EKSLUSIF, WAWANCARA IMAJINER DENGAN PAK JOKOWI
Selepas Kunjungan
Pak Jokowi Ke Majalengka kemarin, berhubung tidak dapat kesempatan untuk
mewawancara beliau, ahirnya ketika matahari kemabali ke peraduannya, saya
langsung menghubungi Beliau melalui sambungan telepon melakukan wawancara
imajiner. Inilah sebagian isi wawancara itu. Sebagian yang lain belum
sempat saya transkripsi. Tetapi meskipun sudah, rasanya lebih baik saya simpan
sendiri.
* * *
Selamat pagi, Pak Jokowi
Selamat pagi, Mas San. Sudah lama kita tak saling
kontak, ya?
Iya, Pak, cukup lama.
Kapan kita terakhir kontak-kontakan?
Sebelum Pilpres, Pak?
Iya, ya. Sudah setahun lebih kayaknya. Terakhir kita
sarapan bareng kalau tak salah.
Betul, Pak. Di rumah, di Menteng.
Iya, saya ingat. Kalau tidak salah, waktu itu Mas San
mau menulis soal Solo.
Iya, Pak. Sebelum saya nanya, gimana kemarin kunjungan
ke Majalengka? Seneng ga pa?
Ya itu kan sudah kewajiban
saya Mas, jelas saya senang..
Majalengka panas ya Pa?
Itu sih mas San yang naek motor, ya kalau saya adem,
lha wong mobil saya ada ac nya.
Oh gitu ya
Pa?
Malam-malam begini, Mas San mau tanya apa? Eh, sudah
makan, toh?
Sudah, Pak. Ya… Mau tanya tentang Bapak.
Tentang saya sebagai presiden? Tapi jangan yang
susah-susah tapi, ya. Monggo, mau tanya apa?

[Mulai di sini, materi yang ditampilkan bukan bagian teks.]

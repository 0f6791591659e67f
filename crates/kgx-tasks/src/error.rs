//! Error types for task orchestration

use kgx_domain::TaskId;
use thiserror::Error;

/// Errors surfaced by the task service
#[derive(Error, Debug, Clone, PartialEq)]
pub enum TaskError {
    /// The request was rejected before a task was created
    #[error("Validation error: {0}")]
    Validation(String),

    /// No task with this id
    #[error("Task not found: {0}")]
    NotFound(TaskId),

    /// Unexpected fault while running a job
    #[error("System error: {0}")]
    System(String),

    /// Configuration error
    #[error("Configuration error: {0}")]
    Config(String),

    /// The service is shutting down and accepts no new tasks
    #[error("Service is shutting down")]
    ShuttingDown,
}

Bapak sudah setahun lebih jadi presiden. Bagaimana
rasanya?
Ya enaklah, Mas San. Masak jadi presiden tidak enak.
Bedanya dengan jadi gubernur atau walikota, Pak?
Kalau jadi gubernur dan walikota, ajudan saya ya hanya
setingkat lulusan STPD. Anak muda. Sekarang presiden, ajudannya tentara dan
polisi. Pangkat kolonel. Tak pikir-pikir, lucu juga, pangkat kolonel
bawa-bawain map dan tas saya. Hehehe… Udah gitu gagah-gagah, Mas San lihat
sendiri kan kemarin waktu di Ponpes Al Mizan Jatiwangi?
Hanya itu enaknya, Pak?
Ya masih banyak. Kalau naik mobil, vorijder-nya
sudah bukan lagi pegawai Dishub yang naik sepeda motor, tapi tentara. PM. Ada
banyak. Ada yang naik sepeda motor, mobil, ambulans. Selain itu saya juga
dikawal oleh tentara dan polisi, bukan satpol PP lagi. Kalau ke luar kota atau
ke luar negeri, pakai pesawat kepresidenan. Untung Pak SBY sudah beli.

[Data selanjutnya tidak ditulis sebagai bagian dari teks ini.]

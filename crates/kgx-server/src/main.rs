//! kgx server binary

use anyhow::Context;
use clap::Parser;
use kgx_server::{config::ServerConfig, start_server};
use std::path::PathBuf;
use tracing_subscriber::EnvFilter;

/// Document extraction task server
#[derive(Debug, Parser)]
#[command(name = "kgx-server")]
#[command(version, about, long_about = None)]
struct Args {
    /// Configuration file path
    #[arg(short, long, env = "KGX_CONFIG")]
    config: Option<PathBuf>,

    /// Override the bind address
    #[arg(long)]
    host: Option<String>,

    /// Override the bind port
    #[arg(long)]
    port: Option<u16>,
}

#[tokio::main]
async fn main() -> anyhow::Result<()> {
    let args = Args::parse();

    let mut config = match &args.config {
        Some(path) => ServerConfig::from_file(path)
            .with_context(|| format!("loading {}", path.display()))?,
        None => ServerConfig::default(),
    };
    if let Some(host) = args.host {
        config.host = host;
    }
    if let Some(port) = args.port {
        config.port = port;
    }

    let filter = EnvFilter::try_from_default_env()
        .or_else(|_| EnvFilter::try_new(&config.log_level))
        .unwrap_or_else(|_| EnvFilter::new("info"));
    tracing_subscriber::fmt().with_env_filter(filter).init();

    if args.config.is_none() {
        tracing::warn!("No config file given, using defaults");
    }

    start_server(config).await?;
    Ok(())
}
//! Error types for the Extractor

use thiserror::Error;

/// Errors that can occur while extracting one file
///
/// Every variant fails the current file only; the task layer records the
/// message and moves on to the next file.
#[derive(Error, Debug)]
pub enum ExtractorError {
    /// The input file could not be read
    #[error("Failed to read {path}: {message}")]
    FileAcquisition {
        /// Path that was read
        path: String,
        /// Underlying cause
        message: String,
    },

    /// Completion call failed for a chunk
    #[error("Completion failed on chunk {chunk_index}: {message}")]
    Completion {
        /// Chunk being processed when the call failed
        chunk_index: usize,
        /// Provider error
        message: String,
    },

    /// Completion call exceeded the configured timeout
    #[error("Completion timed out on chunk {chunk_index} after {timeout_secs}s")]
    Timeout {
        /// Chunk being processed when the call timed out
        chunk_index: usize,
        /// Configured timeout
        timeout_secs: u64,
    },

    /// Writing an output artifact failed
    #[error("Failed to write artifact {path}: {message}")]
    Artifact {
        /// Artifact path
        path: String,
        /// Underlying cause
        message: String,
    },

    /// JSON serialization error
    #[error("JSON error: {0}")]
    Json(#[from] serde_json::Error),

    /// Configuration error
    #[error("Configuration error: {0}")]
    Config(String),

    /// The blocking completion task panicked or was cancelled
    #[error("Internal error: {0}")]
    Internal(String),
}
#[cfg(test)]
mod tests {
    use super::*;
    use proptest::prelude::*;

    /// Rebuild the document by dropping each chunk's overlap with its predecessor
    fn rebuild(chunks: &[Chunk]) -> String {
        let mut out = String::new();
        for (i, chunk) in chunks.iter().enumerate() {
            let skip = if i == 0 {
                0
            } else {
                chunks[i - 1].overlap_with(chunk)
            };
            out.extend(chunk.text.chars().skip(skip));
        }
        out
    }

    fn trimmed(chunks: &[Chunk]) -> Vec<&str> {
        chunks.iter().map(|c| c.text.trim()).collect()
    }

    #[test]
    fn test_rejects_invalid_bounds() {
        assert!(Chunker::new(0, 0).is_err());
        assert!(Chunker::new(10, 10).is_err());
        assert!(Chunker::new(10, 9).is_ok());
    }

    #[test]
    fn test_empty_and_whitespace_input() {
        let chunker = Chunker::default();
        assert!(chunker.chunk("").is_empty());
        assert!(chunker.chunk("  \n\n\t \r\n ").is_empty());
    }

    #[test]
    fn test_short_text_single_chunk() {
        let chunker = Chunker::new(100, 10).unwrap();
        let chunks = chunker.chunk("  Short text here.\r\n");
        assert_eq!(chunks.len(), 1);
        assert_eq!(chunks[0].text, "Short text here.");
        assert_eq!(chunks[0].index, 0);
        assert_eq!((chunks[0].start, chunks[0].end), (0, 16));
    }

    #[test]
    fn test_normalize_line_endings() {
        assert_eq!(normalize("a\r\nb\rc\n"), "a\nb\nc");
    }

    #[test]
    fn test_paragraphs_packed_greedily() {
        let chunker = Chunker::new(25, 0).unwrap();
        let text = "Paragraph1\n\nParagraph2\n\nParagraph3\n\nParagraph4";
        let chunks = chunker.chunk(text);

        assert_eq!(
            trimmed(&chunks),
            vec!["Paragraph1\n\nParagraph2", "Paragraph3\n\nParagraph4"]
        );
        assert_eq!(rebuild(&chunks), text);
    }

    #[test]
    fn test_blank_line_with_spaces_separates_paragraphs() {
        let chunker = Chunker::new(15, 0).unwrap();
        let chunks = chunker.chunk("Paragraph1\n  \t\nParagraph2");
        assert_eq!(trimmed(&chunks), vec!["Paragraph1", "Paragraph2"]);
    }

    #[test]
    fn test_overlap_shares_whole_segments() {
        let chunker = Chunker::new(25, 5).unwrap();
        let text = "Paragraph1\n\nParagraph2\n\nParagraph3\n\nParagraph4";
        let chunks = chunker.chunk(text);

        assert_eq!(
            trimmed(&chunks),
            vec![
                "Paragraph1\n\nParagraph2",
                "Paragraph2\n\nParagraph3",
                "Paragraph3\n\nParagraph4",
            ]
        );
        for pair in chunks.windows(2) {
            assert!(pair[0].overlap_with(&pair[1]) >= 5);
        }
        assert_eq!(rebuild(&chunks), text);
    }

    #[test]
    fn test_long_paragraph_splits_at_sentences() {
        let chunker = Chunker::new(20, 0).unwrap();
        let text = "First sentence. Second sentence. Third sentence.";
        let chunks = chunker.chunk(text);

        assert_eq!(
            trimmed(&chunks),
            vec!["First sentence.", "Second sentence.", "Third sentence."]
        );
        assert_eq!(rebuild(&chunks), text);
    }

    #[test]
    fn test_cjk_sentence_endings() {
        let chunker = Chunker::new(5, 0).unwrap();
        let chunks = chunker.chunk("甲乙丙。丁戊己。庚辛壬。");
        assert_eq!(trimmed(&chunks), vec!["甲乙丙。", "丁戊己。", "庚辛壬。"]);
        assert_eq!(chunks[1].start, 4);
        assert_eq!(chunks[1].char_len(), 4);
    }

    #[test]
    fn test_soft_boundary_fallback() {
        let chunker = Chunker::new(12, 0).unwrap();
        let chunks = chunker.chunk("alpha beta gamma delta epsilon zeta");

        assert_eq!(
            trimmed(&chunks),
            vec!["alpha beta", "gamma delta", "epsilon zeta"]
        );
        assert!(chunks.iter().all(|c| c.char_len() <= 12));
    }

    #[test]
    fn test_hard_cut_without_boundaries() {
        let chunker = Chunker::new(20, 5).unwrap();
        let text = "a".repeat(100);
        let chunks = chunker.chunk(&text);

        assert_eq!(chunks.len(), 5);
        assert!(chunks.iter().all(|c| c.char_len() == 20));
        assert_eq!(rebuild(&chunks), text);
    }

    #[test]
    fn test_overlap_never_stalls_on_oversized_neighbours() {
        // Each piece nearly fills a chunk, so no overlap fits; progress continues.
        let chunker = Chunker::new(10, 9).unwrap();
        let text = "abcdefghi. abcdefghi. abcdefghi. abcdefghi.";
        let chunks = chunker.chunk(text);

        assert!(chunks.len() >= 4);
        assert_eq!(rebuild(&chunks), text);
        for pair in chunks.windows(2) {
            assert!(pair[1].start > pair[0].start);
        }
    }

    #[test]
    fn test_offsets_are_characters() {
        let chunker = Chunker::new(9, 0).unwrap();
        let text = "知识图谱构建。\n\n实体关系抽取。";
        let chunks = chunker.chunk(text);

        assert_eq!(chunks.len(), 2);
        assert_eq!(chunks[0].end, 7);
        assert_eq!(chunks[1].start, 7);
        assert_eq!(chunks[1].text, "\n\n实体关系抽取。");
    }

    #[test]
    fn test_separator_leads_split_paragraph() {
        let chunker = Chunker::new(10, 0).unwrap();
        let text = "aaaaaaaaaa\n\naaaaaaaaaa。";
        let chunks = chunker.chunk(text);

        let texts: Vec<&str> = chunks.iter().map(|c| c.text.as_str()).collect();
        assert_eq!(texts, vec!["aaaaaaaaaa", "\n\naaaaaaaa", "aa。"]);
        assert_eq!(rebuild(&chunks), text);
    }

    #[test]
    fn test_no_blank_chunks_with_default_bounds() {
        let chunker = Chunker::default();
        let paragraph = format!("{}。", "知".repeat(798));
        let text = [paragraph.as_str(); 3].join("\n\n");
        let chunks = chunker.chunk(&text);

        assert!(chunks.len() >= 3);
        for chunk in &chunks {
            assert!(!chunk.text.trim().is_empty(), "blank chunk {}", chunk.index);
            assert!(chunk.char_len() <= chunker.max_chunk_size());
        }
        assert_eq!(rebuild(&chunks), text);
    }

    #[test]
    fn test_absorb_blank_segments() {
        let chars: Vec<char> = "ab  cd  ".chars().collect();
        assert_eq!(
            absorb_blank(&chars, vec![0..2, 2..4, 4..6, 6..8]),
            vec![0..2, 2..8]
        );
        assert_eq!(absorb_blank(&chars[2..4], vec![0..2]), vec![0..2]);
    }

    fn document() -> impl Strategy<Value = String> {
        let word = "[a-z]{1,12}";
        let sep = prop::sample::select(vec![" ", ". ", "\n", "\n\n", "。", ", "]);
        prop::collection::vec((word, sep), 0..120).prop_map(|parts| {
            parts
                .into_iter()
                .map(|(w, s)| format!("{}{}", w, s))
                .collect::<String>()
        })
    }

    proptest! {
        #[test]
        fn prop_chunks_cover_document(
            text in document(),
            max in 10usize..120,
            overlap_ratio in 0.0f64..0.9,
        ) {
            let overlap = ((max as f64) * overlap_ratio) as usize;
            let chunker = Chunker::new(max, overlap).unwrap();
            let chunks = chunker.chunk(&text);

            prop_assert_eq!(rebuild(&chunks), normalize(&text));
        }

        #[test]
        fn prop_chunks_bounded_nonempty_and_ordered(
            text in document(),
            max in 10usize..120,
            overlap_ratio in 0.0f64..0.9,
        ) {
            let overlap = ((max as f64) * overlap_ratio) as usize;
            let chunker = Chunker::new(max, overlap).unwrap();
            let chunks = chunker.chunk(&text);
            let length = normalize(&text).chars().count();

            prop_assert!(chunks.len() <= length.max(1));
            for (i, chunk) in chunks.iter().enumerate() {
                prop_assert_eq!(chunk.index, i);
                prop_assert!(chunk.char_len() <= max);
                prop_assert!(!chunk.text.trim().is_empty());
                prop_assert_eq!(chunk.text.chars().count(), chunk.char_len());
            }
            for pair in chunks.windows(2) {
                prop_assert!(pair[1].start > pair[0].start);
                prop_assert!(pair[1].end > pair[0].end);
                prop_assert!(pair[1].start <= pair[0].end);
            }
            if let Some(last) = chunks.last() {
                prop_assert_eq!(last.end, length);
            }
        }
    }
}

Kalau tidak, kita sewa terus.
Enak, Pak, naik pesawat kepresidenan?
Loh, Mas San belum pernah ikut rombongan saya ya?
Nanti coba hubungi Mas Teten, biar Mas San diatur ikut beberapa kunjungan saya.
Enak, Pak?
Ya enaklah, Mas San. Nglencer ke mana-mana, naik
pesawat ndak bayar, dikawal tentara dan polisi, masak ndak enak? Mas San
ini kok nanya yang sudah bisa dijawab. Hehehe…
Pak Jokowi menikmati jadi presiden?
Mulai menikmati. Mulai paham. Mulai lancar.
Maksudnya, Pak?
Saya sudah mulai hapal seluk-beluk ruangan di Istana.
Ada ruangan ini, ruangan itu. Dimana letak WC-nya, dimana kantor Pak Harto.
Dimana kamar tidur Pak Karno. Mulai lancarlah. Istana itu luas sekali ternyata.
Meja makan dan kursi-kursinya terbuat dari kayu jati tua. Bagus sekali. Mapan.
Kualitas ekspor. Saya masih mencari tahu, perusahaan meubel mana yang membuat.
Bapak tidur di Istana?
Kadang-kadang. Kadang saya tidur di rumah saya pribadi
di Jakarta, tapi ndak ada yang tahu. Saya ndak mau rumah saya jadi pusat
kegiatan dan perhatian seperti Cikeas atau Cendana.
Teuku Umar atau Kebagusan ndak disebut, Pak?
Hehehe. Mas San, Mas San… Ya itu juga.
Bapak tampaknya agak segan ke Bu Mega?
Mas San mulai nyerempet-nyerempet. Tanya yang lain
saja.
Selama setahun ini, Bapak puas dengan kinerja para
menteri?
Namanya juga orang hidup, Mas San, tentu ndak ada
yang seratus persen memuaskan. Kadang kita ingin makan sup buntut, yang
disajikan malah sup kambing atau sup ayam. Bisa dimakan, tapi ndak pas selera.
Apalagi kalau supnya dikasih vetsin.
Kalau sup kambingnya juga dari buntut, Pak?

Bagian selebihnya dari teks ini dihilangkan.